- **TASK DIRECTIONS**
With no omissions, write out every record given below.

- **RECORDS FOR PROCESSING**

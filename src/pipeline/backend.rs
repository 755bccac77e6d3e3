use async_trait::async_trait;

use crate::error::Result;

/// Batch OCR service seam.
///
/// `submit_batch_job` resolves once the job has finished writing its JSON
/// shards under `output_prefix`. Failures are reported as `Internal`.
#[async_trait]
pub trait OcrBackend: Send + Sync {
    async fn submit_batch_job(&self, input_path: &str, output_prefix: &str) -> Result<()>;
}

- **RESULT FOR THIS TASK**
filename src/pipeline/backend.rs
repository 755bccac77e6d3e3
use async_trait::async_trait;

use crate::error::Result;

/// Batch OCR service seam.
///
/// `submit_batch_job` resolves once the job has finished writing its JSON
/// shards under `output_prefix`. Failures are reported as `Internal`.
#[async_trait]
pub trait OcrBackend: Send + Sync {
    async fn submit_batch_job(&self, input_path: &str, output_prefix: &str) -> Result<()>;
}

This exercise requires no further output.